* **AIM OF THE TASK**:
Whenever the string "SqliteUserCredentialsRepository" turns up in a line below, that line should be copied.

Start of INPUT DATA

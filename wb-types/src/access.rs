use argon2::{Variant, Version};
use derive_more::{Deref, Display, Error};
use lazy_regex::regex_is_match;
use rand::rngs::StdRng;
use rand::{RngCore, SeedableRng};
use rust_decimal::Decimal;
use rust_decimal_macros::dec;
use serde::{Deserialize, Serialize};
use std::str::FromStr;
use time::OffsetDateTime;
use typesafe_repository::macros::Id;
use typesafe_repository::{GetIdentity, Identity, RefIdentity};

pub mod repository;
pub mod service;

pub const HASH_LENGTH: u32 = 32;
pub const SALT_LENGTH: usize = 32;
pub const MIN_PASSWORD_LENGTH: usize = 6;
pub const STARTING_BALANCE: Decimal = dec!(1000);
pub const DEFAULT_ARGON_CONFIG: argon2::Config = argon2::Config {
    variant: Variant::Argon2id,
    version: Version::Version13,
    mem_cost: 19456,
    time_cost: 2,
    lanes: 1,
    secret: &[],
    ad: &[],
    hash_length: HASH_LENGTH,
};

pub type Salt = [u8; SALT_LENGTH];

pub fn generate_salt() -> Salt {
    let mut salt = [0; SALT_LENGTH];
    StdRng::from_entropy().fill_bytes(&mut salt);
    salt
}

/// Lowercased e-mail address identifying a user.
#[derive(
    Deref, Debug, Clone, Serialize, Deserialize, PartialEq, Eq, PartialOrd, Ord, Hash, Display,
)]
#[serde(transparent)]
pub struct Login(pub String);

impl Login {
    pub fn parse(raw: &str) -> Result<Self, AccountError> {
        let email = raw.trim().to_lowercase();
        if regex_is_match!(r"^[^@\s]+@[^@\s]+\.[^@\s]+$", &email) {
            Ok(Self(email))
        } else {
            Err(AccountError::InvalidEmail)
        }
    }
}

#[derive(Clone, Debug, Deref, PartialEq)]
pub struct Password {
    #[deref]
    password: String,
    salt: Salt,
}

impl Password {
    /// Restores an already hashed password.
    pub fn new(password: String, salt: Salt) -> Self {
        Self { password, salt }
    }

    pub fn generate(input: &str, salt: Salt) -> Result<Password, anyhow::Error> {
        if input.chars().count() < MIN_PASSWORD_LENGTH {
            return Err(AccountError::PasswordTooShort.into());
        }
        let password = argon2::hash_encoded(input.as_bytes(), &salt, &DEFAULT_ARGON_CONFIG)?;
        Ok(Self { password, salt })
    }

    pub fn check(&self, input: &str) -> Result<bool, anyhow::Error> {
        Ok(argon2::verify_encoded(&self.password, input.as_bytes())?)
    }

    pub fn salt(&self) -> &Salt {
        &self.salt
    }

    pub fn password(&self) -> &String {
        &self.password
    }
}

#[derive(Debug, Display, Clone, Copy, PartialEq, Eq, Serialize, Deserialize)]
pub enum Plan {
    Free,
    Pro,
    Business,
}

impl Plan {
    pub fn price(&self) -> Decimal {
        match self {
            Self::Free => Decimal::ZERO,
            Self::Pro => dec!(1990),
            Self::Business => dec!(4990),
        }
    }
}

impl FromStr for Plan {
    type Err = AccountError;

    fn from_str(s: &str) -> Result<Self, Self::Err> {
        match s.trim().to_lowercase().as_str() {
            "free" => Ok(Self::Free),
            "pro" => Ok(Self::Pro),
            "business" => Ok(Self::Business),
            _ => Err(AccountError::UnknownPlan),
        }
    }
}

#[derive(Id, Debug, Clone)]
#[Id(ref_id, get_id)]
pub struct UserCredentials {
    #[id]
    pub login: Login,
    pub password: Password,
    pub balance: Decimal,
    pub subscription: Plan,
    pub created_at: OffsetDateTime,
    pub last_login: Option<OffsetDateTime>,
    pub total_analyses: u64,
}

impl UserCredentials {
    pub fn new(login: Login, password: Password, now: OffsetDateTime) -> Self {
        Self {
            login,
            password,
            balance: STARTING_BALANCE,
            subscription: Plan::Pro,
            created_at: now,
            last_login: None,
            total_analyses: 0,
        }
    }

    pub fn top_up(&mut self, amount: Decimal) -> Result<(), AccountError> {
        if amount <= Decimal::ZERO {
            return Err(AccountError::NonPositiveAmount);
        }
        self.balance += amount;
        Ok(())
    }

    /// Switches to `plan`, charging its price. Returns the amount charged.
    pub fn upgrade(&mut self, plan: Plan) -> Result<Decimal, AccountError> {
        let price = plan.price();
        if self.balance < price {
            return Err(AccountError::InsufficientBalance {
                required: price,
                available: self.balance,
            });
        }
        self.balance -= price;
        self.subscription = plan;
        Ok(price)
    }

    pub fn record_analysis(&mut self) {
        self.total_analyses = self.total_analyses.saturating_add(1);
    }
}

#[derive(Debug, Display, Error, Clone, PartialEq, Eq)]
pub enum AccountError {
    #[display("Invalid email address")]
    InvalidEmail,
    #[display("Password must be at least 6 characters long")]
    PasswordTooShort,
    #[display("User with this email already exists")]
    LoginTaken,
    #[display("Invalid email or password")]
    InvalidCredentials,
    #[display("User not found")]
    UnknownUser,
    #[display("Unknown subscription plan")]
    UnknownPlan,
    #[display("Amount must be positive")]
    NonPositiveAmount,
    #[display("Insufficient balance: {required} required, {available} available")]
    InsufficientBalance {
        required: Decimal,
        available: Decimal,
    },
}
use crate::ai::{ContentType, OpenAiClient};
use crate::control::{audit, Identity, Response};
use crate::operation::{NewOperation, OperationKind, OperationRepository};
use crate::supply::Envelope;
use actix_web::{
    post,
    web::{Data, Json},
    HttpResponse,
};
use serde::Deserialize;
use serde_json::json;
use std::sync::Arc;
use wb_types::access::Login;

#[derive(Deserialize)]
pub struct AiHelperDto {
    pub content_type: ContentType,
    pub prompt: String,
}

#[post("/analysis/ai-helper")]
pub async fn ai_helper(
    identity: Identity,
    Json(dto): Json<AiHelperDto>,
    client: Data<OpenAiClient>,
    operations: Data<Arc<dyn OperationRepository>>,
) -> Response {
    log::info!("AI helper request by {}: {}", identity.login, dto.content_type);
    let content = client.generate(dto.content_type, &dto.prompt).await?;
    audit(
        operations.get_ref().as_ref(),
        NewOperation::completed(
            Login(identity.login),
            OperationKind::AiHelper,
            format!("AI helper ({})", dto.content_type),
        ),
    )
    .await;
    Ok(HttpResponse::Ok().json(Envelope::ok(json!({ "content": content }))))
}
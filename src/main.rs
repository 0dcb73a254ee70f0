use actix::prelude::*;
use actix_session::storage::CookieSessionStore;
use actix_session::SessionMiddleware;
use actix_web::cookie::Key;
use actix_web::dev::Service;
use actix_web::http::header::{self, HeaderValue};
use actix_web::middleware::{NormalizePath, TrailingSlash};
use actix_web::{web::Data, App, HttpServer};
use anyhow::Context as AnyhowContext;
use mpstats_client::wb_card::WbCardClient;
use mpstats_client::MpstatsClient;
use rand::{distributions, Rng};
use std::env;
use std::io::Write;
use std::sync::Arc;
use tokio_rusqlite::Connection;
use wb_analytics::{
    access::repository::SqliteUserCredentialsRepository,
    ai::OpenAiClient,
    config::AppConfig,
    control, http_client,
    operation::{OperationRepository, SqliteOperationRepository},
    supply::SupplyPlanningService,
};
use wb_types::access::repository::UserCredentialsRepository;
use wb_types::access::service::UserCredentialsService;

fn load_env_file() -> Result<(), anyhow::Error> {
    match std::fs::File::open(".env") {
        Ok(_) => envmnt::load_file(".env")?,
        Err(err) if err.kind() == std::io::ErrorKind::NotFound => {
            std::fs::File::create(".env")?;
            envmnt::load_file(".env")?;
        }
        Err(err) => {
            return Err(anyhow::anyhow!("Unable to open .env file: {err}"));
        }
    }
    Ok(())
}

fn session_key(config: &AppConfig) -> Result<Key, anyhow::Error> {
    let secret = match &config.session_secret {
        Some(s) => s.clone(),
        None => {
            log::warn!("SESSION_SECRET is not set, generating a new one into .env");
            let key = rand::thread_rng()
                .sample_iter(distributions::Alphanumeric)
                .take(64)
                .map(char::from)
                .collect::<String>();
            let mut f = std::fs::File::options().append(true).open(".env")?;
            f.write_all(format!("\nSESSION_SECRET={key}\n").as_bytes())?;
            key
        }
    };
    Key::try_from(secret.as_bytes())
        .map_err(|err| anyhow::anyhow!("SESSION_SECRET must be at least 64 bytes: {err}"))
}

#[actix_web::main]
async fn main() -> Result<(), anyhow::Error> {
    if let Err(env::VarError::NotPresent) = env::var("RUST_LOG") {
        env::set_var("RUST_LOG", "INFO");
    }
    pretty_env_logger::formatted_timed_builder()
        .parse_default_env()
        .init();

    load_env_file()?;
    let config = AppConfig::from_env()?;

    if let Some(dir) = std::path::Path::new(&config.database_path)
        .parent()
        .filter(|d| !d.as_os_str().is_empty())
    {
        std::fs::create_dir_all(dir)
            .with_context(|| format!("Unable to create {}", dir.display()))?;
    }
    // Each repository owns its connection.
    let conn = Connection::open(&config.database_path).await?;
    let user_credentials_repository: Arc<dyn UserCredentialsRepository> =
        Arc::new(SqliteUserCredentialsRepository::init(conn).await?);
    let conn = Connection::open(&config.database_path).await?;
    let operation_repository: Arc<dyn OperationRepository> =
        Arc::new(SqliteOperationRepository::init(conn).await?);
    let user_credentials_service =
        UserCredentialsService::new(user_credentials_repository).start();

    let mpstats = Arc::new(MpstatsClient::new(
        config.mpstats.clone(),
        http_client(Some(config.mpstats_rpm))?,
    ));
    let cards = Arc::new(WbCardClient::new(
        config.wb_card_base_url.clone(),
        http_client(None)?,
    ));
    let planning = Data::new(SupplyPlanningService::new(mpstats, Some(cards)));
    let ai = Data::new(OpenAiClient::new(config.openai.clone(), http_client(None)?));

    let secret_key = session_key(&config)?;
    let allowed_origins = Arc::new(config.allowed_origins.clone());
    let bind = (config.bind_addr.clone(), config.port);
    log::info!("Listening on {}:{}", bind.0, bind.1);

    HttpServer::new(move || {
        let allowed_origins = allowed_origins.clone();
        App::new()
            .wrap(control::SessionMiddlewareFactory {})
            .wrap(
                SessionMiddleware::builder(CookieSessionStore::default(), secret_key.clone())
                    .cookie_http_only(false)
                    .cookie_secure(false)
                    .build(),
            )
            .wrap(NormalizePath::new(TrailingSlash::Trim))
            .wrap_fn(move |req, srv| {
                let origin = req
                    .headers()
                    .get(header::ORIGIN)
                    .and_then(|o| o.to_str().ok())
                    .filter(|o| allowed_origins.iter().any(|a| a == o))
                    .and_then(|o| HeaderValue::from_str(o).ok());
                let fut = srv.call(req);
                async move {
                    let mut res = fut.await?;
                    if let Some(origin) = origin {
                        let headers = res.headers_mut();
                        headers.insert(header::ACCESS_CONTROL_ALLOW_ORIGIN, origin);
                        headers.insert(
                            header::ACCESS_CONTROL_ALLOW_CREDENTIALS,
                            HeaderValue::from_static("true"),
                        );
                        headers.insert(
                            header::ACCESS_CONTROL_ALLOW_METHODS,
                            HeaderValue::from_static("GET, POST, OPTIONS"),
                        );
                        headers.insert(
                            header::ACCESS_CONTROL_ALLOW_HEADERS,
                            HeaderValue::from_static("Content-Type, Authorization"),
                        );
                        headers.insert(header::VARY, HeaderValue::from_static("Origin"));
                    }
                    Ok(res)
                }
            })
            .app_data(Data::new(user_credentials_service.clone()))
            .app_data(Data::new(operation_repository.clone()))
            .app_data(planning.clone())
            .app_data(ai.clone())
            .configure(control::routes)
    })
    .bind(bind.clone())
    .with_context(|| format!("Failed to bind server to {}:{}", bind.0, bind.1))?
    .run()
    .await?;
    Ok(())
}
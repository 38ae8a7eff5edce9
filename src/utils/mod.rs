//! Utility modules for the gateway
//!
//! - **error**: error taxonomy, HTTP error envelope, retry and backoff
//! - **logging**: tracing subscriber setup and log helpers

pub mod error;
pub mod logging;
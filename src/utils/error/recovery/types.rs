//! Types and configurations for retrying failed operations

use std::time::Duration;

/// Retry configuration
#[derive(Debug, Clone, PartialEq)]
pub struct RetryConfig {
    /// Retries after the first attempt; 0 means a single attempt
    pub max_retries: u32,
    /// Delay before the first retry
    pub base_delay: Duration,
    /// Upper bound for the un-jittered delay
    pub max_delay: Duration,
    /// Backoff multiplier
    pub backoff_multiplier: f64,
    /// Jitter fraction applied on both sides of the delay (0.1 = ±10%)
    pub jitter: f64,
}

impl Default for RetryConfig {
    fn default() -> Self {
        Self {
            max_retries: 3,
            base_delay: Duration::from_secs(2),
            max_delay: Duration::from_secs(30),
            backoff_multiplier: 2.0,
            jitter: 0.1,
        }
    }
}

/// Progress of one retry loop
#[derive(Debug)]
pub struct RetryState<E> {
    /// Failed attempts so far
    pub attempt: u32,
    pub max_retries: u32,
    pub last_error: Option<E>,
}

impl<E> RetryState<E> {
    pub fn new(max_retries: u32) -> Self {
        Self {
            attempt: 0,
            max_retries,
            last_error: None,
        }
    }

    /// Record a failure and report whether another attempt is allowed
    pub fn record_failure(&mut self, error: E) -> bool {
        self.attempt += 1;
        self.last_error = Some(error);
        self.attempt <= self.max_retries
    }
}
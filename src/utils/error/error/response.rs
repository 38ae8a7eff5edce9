//! HTTP response handling for errors

use super::types::ServiceError;
use actix_web::http::StatusCode;
use actix_web::http::header::{HeaderName, HeaderValue};
use actix_web::{HttpResponse, ResponseError};
use serde_json::{Map, Value};
use tracing::error;

/// Response header carrying the error id, read back by the request logger
pub const ERROR_ID_HEADER: &str = "x-error-id";

impl ResponseError for ServiceError {
    fn status_code(&self) -> StatusCode {
        StatusCode::from_u16(self.http_code()).unwrap_or(StatusCode::INTERNAL_SERVER_ERROR)
    }

    fn error_response(&self) -> HttpResponse {
        let body = ErrorResponse::from_service_error(self);

        error!(
            error_id = body.error.id,
            error_code = body.error.code,
            error_type = %body.error.error_type,
            error_details = %serde_json::Value::Object(self.details.clone()),
            "Error ID: {} - {}: {}",
            body.error.id,
            body.error.error_type,
            self.message
        );

        HttpResponse::build(self.status_code())
            .insert_header((
                HeaderName::from_static(ERROR_ID_HEADER),
                HeaderValue::from(body.error.id),
            ))
            .json(body)
    }
}

/// Standard error response format
#[derive(Debug, serde::Serialize, serde::Deserialize)]
pub struct ErrorResponse {
    pub error: ErrorDetail,
}

/// Error detail structure
#[derive(Debug, serde::Serialize, serde::Deserialize)]
pub struct ErrorDetail {
    /// Unix timestamp used to correlate the response with server logs
    pub id: i64,
    pub code: u16,
    #[serde(rename = "type")]
    pub error_type: String,
    pub message: String,
    pub details: Map<String, Value>,
}

impl ErrorResponse {
    /// Envelope for a classified error
    pub fn from_service_error(err: &ServiceError) -> Self {
        Self {
            error: ErrorDetail {
                id: chrono::Utc::now().timestamp(),
                code: err.http_code(),
                error_type: err.kind().type_name().to_string(),
                message: err.message().to_string(),
                details: err.details().clone(),
            },
        }
    }
}
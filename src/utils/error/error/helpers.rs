//! Helper constructors for each error kind

use super::kind::ErrorKind;
use super::types::{GatewayError, ServiceError};

impl GatewayError {
    pub fn config<S: Into<String>>(message: S) -> Self {
        Self::Config(message.into())
    }

    pub fn server<S: Into<String>>(message: S) -> Self {
        Self::Server(message.into())
    }
}

impl ServiceError {
    /// Generic service failure
    pub fn service(message: impl Into<String>) -> Self {
        Self::new(ErrorKind::Service, message)
    }

    /// Request validation failure
    pub fn validation(message: impl Into<String>) -> Self {
        Self::new(ErrorKind::Validation, message)
    }

    /// A named resource does not exist
    pub fn resource_not_found(resource_type: &str, resource_id: &str) -> Self {
        Self::new(
            ErrorKind::ResourceNotFound,
            format!("Resource not found: {} (ID: {})", resource_type, resource_id),
        )
        .with_detail("resource_type", resource_type)
        .with_detail("resource_id", resource_id)
    }

    /// Data processing failure
    pub fn data_processing(message: impl Into<String>) -> Self {
        Self::new(ErrorKind::DataProcessing, message)
    }

    /// A file could not be read
    pub fn file_read(file_path: &str) -> Self {
        Self::new(
            ErrorKind::FileRead,
            format!("Failed to read file: {}", file_path),
        )
        .with_detail("file_path", file_path)
    }

    /// LLM provider failure
    pub fn llm(provider: &str, message: impl Into<String>) -> Self {
        Self::new(ErrorKind::Llm, message).with_detail("provider", provider)
    }

    /// The requested LLM provider does not exist
    pub fn provider_not_found(provider: &str) -> Self {
        Self::new(
            ErrorKind::ProviderNotFound,
            format!("LLM provider not found: {}", provider),
        )
        .with_detail("provider", provider)
    }

    /// The LLM provider did not answer within `timeout_seconds`
    pub fn provider_timeout(provider: &str, timeout_seconds: u64) -> Self {
        Self::new(
            ErrorKind::ProviderTimeout,
            format!("LLM provider timed out: {}", provider),
        )
        .with_detail("provider", provider)
        .with_detail("timeout_seconds", timeout_seconds)
    }

    /// Database failure
    pub fn database(message: impl Into<String>) -> Self {
        Self::new(ErrorKind::Database, message)
    }

    /// Database query failure
    pub fn query(message: impl Into<String>) -> Self {
        Self::new(ErrorKind::Query, message)
    }

    /// Database connection failure
    pub fn connection(message: impl Into<String>) -> Self {
        Self::new(ErrorKind::Connection, message)
    }
}
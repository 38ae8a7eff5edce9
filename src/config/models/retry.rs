//! Retry configuration for provider calls

use super::default_max_retries;
use crate::utils::error::RetryConfig;
use serde::{Deserialize, Serialize};
use std::time::Duration;

/// Largest accepted retry delay, in seconds
pub const MAX_RETRY_DELAY_SECS: f64 = 3600.0;

/// Retry settings as written in the configuration file
#[derive(Debug, Clone, Serialize, Deserialize, PartialEq)]
pub struct RetrySettings {
    /// Retries after the first attempt
    #[serde(default = "default_max_retries")]
    pub max_retries: u32,
    /// Delay before the first retry, in seconds
    #[serde(default = "default_base_delay_secs")]
    pub base_delay_secs: f64,
    /// Cap for the un-jittered delay, in seconds
    #[serde(default = "default_max_delay_secs")]
    pub max_delay_secs: f64,
    #[serde(default = "default_backoff_multiplier")]
    pub backoff_multiplier: f64,
    /// Jitter fraction (0.1 = ±10%)
    #[serde(default = "default_jitter")]
    pub jitter: f64,
}

impl Default for RetrySettings {
    fn default() -> Self {
        Self {
            max_retries: default_max_retries(),
            base_delay_secs: default_base_delay_secs(),
            max_delay_secs: default_max_delay_secs(),
            backoff_multiplier: default_backoff_multiplier(),
            jitter: default_jitter(),
        }
    }
}

impl RetrySettings {
    /// Executor configuration; call after validation
    pub fn to_retry_config(&self) -> RetryConfig {
        RetryConfig {
            max_retries: self.max_retries,
            base_delay: delay_from_secs(self.base_delay_secs),
            max_delay: delay_from_secs(self.max_delay_secs),
            backoff_multiplier: self.backoff_multiplier,
            jitter: self.jitter,
        }
    }
}

/// Out-of-range values are clamped and NaN becomes zero
fn delay_from_secs(secs: f64) -> Duration {
    Duration::try_from_secs_f64(secs.clamp(0.0, MAX_RETRY_DELAY_SECS)).unwrap_or(Duration::ZERO)
}

fn default_base_delay_secs() -> f64 {
    2.0
}

fn default_max_delay_secs() -> f64 {
    30.0
}

fn default_backoff_multiplier() -> f64 {
    2.0
}

fn default_jitter() -> f64 {
    0.1
}
//! Logging configuration

use serde::{Deserialize, Serialize};

/// Output format of the tracing subscriber
#[derive(Debug, Clone, Copy, Serialize, Deserialize, Default, PartialEq, Eq)]
#[serde(rename_all = "lowercase")]
pub enum LogFormat {
    #[default]
    Text,
    Json,
}

/// Logging configuration
#[derive(Debug, Clone, Serialize, Deserialize, PartialEq)]
pub struct LoggingConfig {
    /// Filter directive used when `RUST_LOG` is unset
    #[serde(default = "default_level")]
    pub level: String,
    #[serde(default)]
    pub format: LogFormat,
    /// Include the event target (module path) in each line
    #[serde(default)]
    pub with_target: bool,
}

impl Default for LoggingConfig {
    fn default() -> Self {
        Self {
            level: default_level(),
            format: LogFormat::default(),
            with_target: false,
        }
    }
}

fn default_level() -> String {
    "info".to_string()
}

End of INPUT DATA

* **REPLY TO THE TASK**:
    access::repository::SqliteUserCredentialsRepository,
        Arc::new(SqliteUserCredentialsRepository::init(conn).await?);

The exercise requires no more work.